## LISTED RECORDS
=== Section Start ===

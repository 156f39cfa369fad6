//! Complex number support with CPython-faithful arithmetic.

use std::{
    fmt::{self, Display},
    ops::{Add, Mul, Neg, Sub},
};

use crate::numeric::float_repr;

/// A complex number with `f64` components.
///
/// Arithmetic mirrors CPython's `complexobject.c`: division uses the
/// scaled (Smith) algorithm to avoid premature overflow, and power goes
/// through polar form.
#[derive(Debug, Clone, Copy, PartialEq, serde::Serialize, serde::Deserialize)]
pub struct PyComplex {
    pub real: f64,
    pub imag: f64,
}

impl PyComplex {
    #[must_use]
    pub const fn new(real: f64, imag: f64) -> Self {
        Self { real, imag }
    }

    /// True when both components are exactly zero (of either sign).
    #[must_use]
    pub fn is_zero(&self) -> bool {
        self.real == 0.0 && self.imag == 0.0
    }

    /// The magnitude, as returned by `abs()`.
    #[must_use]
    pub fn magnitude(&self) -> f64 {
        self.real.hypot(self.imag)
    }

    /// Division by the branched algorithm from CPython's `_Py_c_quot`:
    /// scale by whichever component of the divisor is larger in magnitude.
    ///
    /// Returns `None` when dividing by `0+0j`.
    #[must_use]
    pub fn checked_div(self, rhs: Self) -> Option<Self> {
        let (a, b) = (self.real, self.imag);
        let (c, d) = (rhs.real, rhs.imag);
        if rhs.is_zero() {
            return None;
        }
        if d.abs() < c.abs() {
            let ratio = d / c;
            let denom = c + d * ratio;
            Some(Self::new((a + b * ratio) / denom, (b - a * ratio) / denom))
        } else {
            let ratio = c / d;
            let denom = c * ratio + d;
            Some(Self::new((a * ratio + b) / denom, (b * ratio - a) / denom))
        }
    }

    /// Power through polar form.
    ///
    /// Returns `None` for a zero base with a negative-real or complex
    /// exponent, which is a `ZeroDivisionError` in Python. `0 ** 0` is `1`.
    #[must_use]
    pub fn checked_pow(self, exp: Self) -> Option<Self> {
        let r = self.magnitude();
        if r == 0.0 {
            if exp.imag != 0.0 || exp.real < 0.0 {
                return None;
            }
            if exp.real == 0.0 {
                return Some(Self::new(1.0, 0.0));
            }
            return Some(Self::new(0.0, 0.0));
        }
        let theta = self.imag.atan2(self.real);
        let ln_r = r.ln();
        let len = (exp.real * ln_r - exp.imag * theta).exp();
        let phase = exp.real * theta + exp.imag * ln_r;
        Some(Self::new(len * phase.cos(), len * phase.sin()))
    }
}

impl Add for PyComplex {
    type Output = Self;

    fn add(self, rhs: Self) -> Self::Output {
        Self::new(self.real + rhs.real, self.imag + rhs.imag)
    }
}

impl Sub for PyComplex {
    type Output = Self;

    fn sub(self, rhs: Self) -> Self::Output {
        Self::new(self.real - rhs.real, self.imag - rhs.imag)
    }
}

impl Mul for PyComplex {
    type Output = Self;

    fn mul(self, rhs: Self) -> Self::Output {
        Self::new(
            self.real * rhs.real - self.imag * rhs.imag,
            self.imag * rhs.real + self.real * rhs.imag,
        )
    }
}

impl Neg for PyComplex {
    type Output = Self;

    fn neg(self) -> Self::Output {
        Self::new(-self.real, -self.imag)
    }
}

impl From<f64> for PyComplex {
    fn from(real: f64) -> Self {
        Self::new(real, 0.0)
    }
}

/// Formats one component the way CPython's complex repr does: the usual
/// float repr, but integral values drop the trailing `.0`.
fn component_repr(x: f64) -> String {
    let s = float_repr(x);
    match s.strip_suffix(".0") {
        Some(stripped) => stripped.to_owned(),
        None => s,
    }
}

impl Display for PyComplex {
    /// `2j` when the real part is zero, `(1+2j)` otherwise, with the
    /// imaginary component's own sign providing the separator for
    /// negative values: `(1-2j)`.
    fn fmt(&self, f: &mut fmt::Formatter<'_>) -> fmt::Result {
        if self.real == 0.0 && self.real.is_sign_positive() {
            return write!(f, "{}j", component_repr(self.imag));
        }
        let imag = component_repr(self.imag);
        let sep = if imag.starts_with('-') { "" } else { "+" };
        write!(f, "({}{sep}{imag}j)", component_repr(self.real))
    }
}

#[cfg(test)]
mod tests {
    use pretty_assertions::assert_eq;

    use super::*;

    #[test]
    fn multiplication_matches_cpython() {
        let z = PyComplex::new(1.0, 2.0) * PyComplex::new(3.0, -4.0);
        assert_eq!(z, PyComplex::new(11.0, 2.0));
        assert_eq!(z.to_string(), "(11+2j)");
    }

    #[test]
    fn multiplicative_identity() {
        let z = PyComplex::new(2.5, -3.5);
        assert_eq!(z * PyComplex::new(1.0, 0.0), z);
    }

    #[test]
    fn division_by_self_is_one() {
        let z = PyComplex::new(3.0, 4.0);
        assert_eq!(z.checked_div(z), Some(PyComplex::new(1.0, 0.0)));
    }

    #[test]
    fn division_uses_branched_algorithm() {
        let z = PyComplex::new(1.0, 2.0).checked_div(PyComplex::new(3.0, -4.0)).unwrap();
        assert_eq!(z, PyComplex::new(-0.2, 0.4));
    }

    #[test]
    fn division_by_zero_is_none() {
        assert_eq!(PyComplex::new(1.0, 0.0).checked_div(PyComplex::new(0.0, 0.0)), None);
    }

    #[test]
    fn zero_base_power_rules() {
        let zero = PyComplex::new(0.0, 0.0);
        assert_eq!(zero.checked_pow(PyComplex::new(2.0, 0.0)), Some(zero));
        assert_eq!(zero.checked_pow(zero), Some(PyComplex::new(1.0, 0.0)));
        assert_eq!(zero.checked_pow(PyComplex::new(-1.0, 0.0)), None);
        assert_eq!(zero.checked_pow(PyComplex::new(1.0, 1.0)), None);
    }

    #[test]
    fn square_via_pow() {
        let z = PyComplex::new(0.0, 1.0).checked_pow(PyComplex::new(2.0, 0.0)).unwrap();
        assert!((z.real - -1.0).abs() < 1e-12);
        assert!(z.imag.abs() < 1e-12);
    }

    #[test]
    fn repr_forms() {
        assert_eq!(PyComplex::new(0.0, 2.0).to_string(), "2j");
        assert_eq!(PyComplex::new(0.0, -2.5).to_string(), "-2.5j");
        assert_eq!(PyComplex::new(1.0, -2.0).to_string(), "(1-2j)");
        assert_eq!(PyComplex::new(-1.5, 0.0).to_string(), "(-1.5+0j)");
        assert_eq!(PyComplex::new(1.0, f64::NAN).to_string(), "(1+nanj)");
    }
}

=== Section End ===

## WHAT TO DO
Where the word "Returns" shows up in a line of the listing, return that line.

## THE ANSWER
    /// Returns `None` when dividing by `0+0j`.
    /// Returns `None` for a zero base with a negative-real or complex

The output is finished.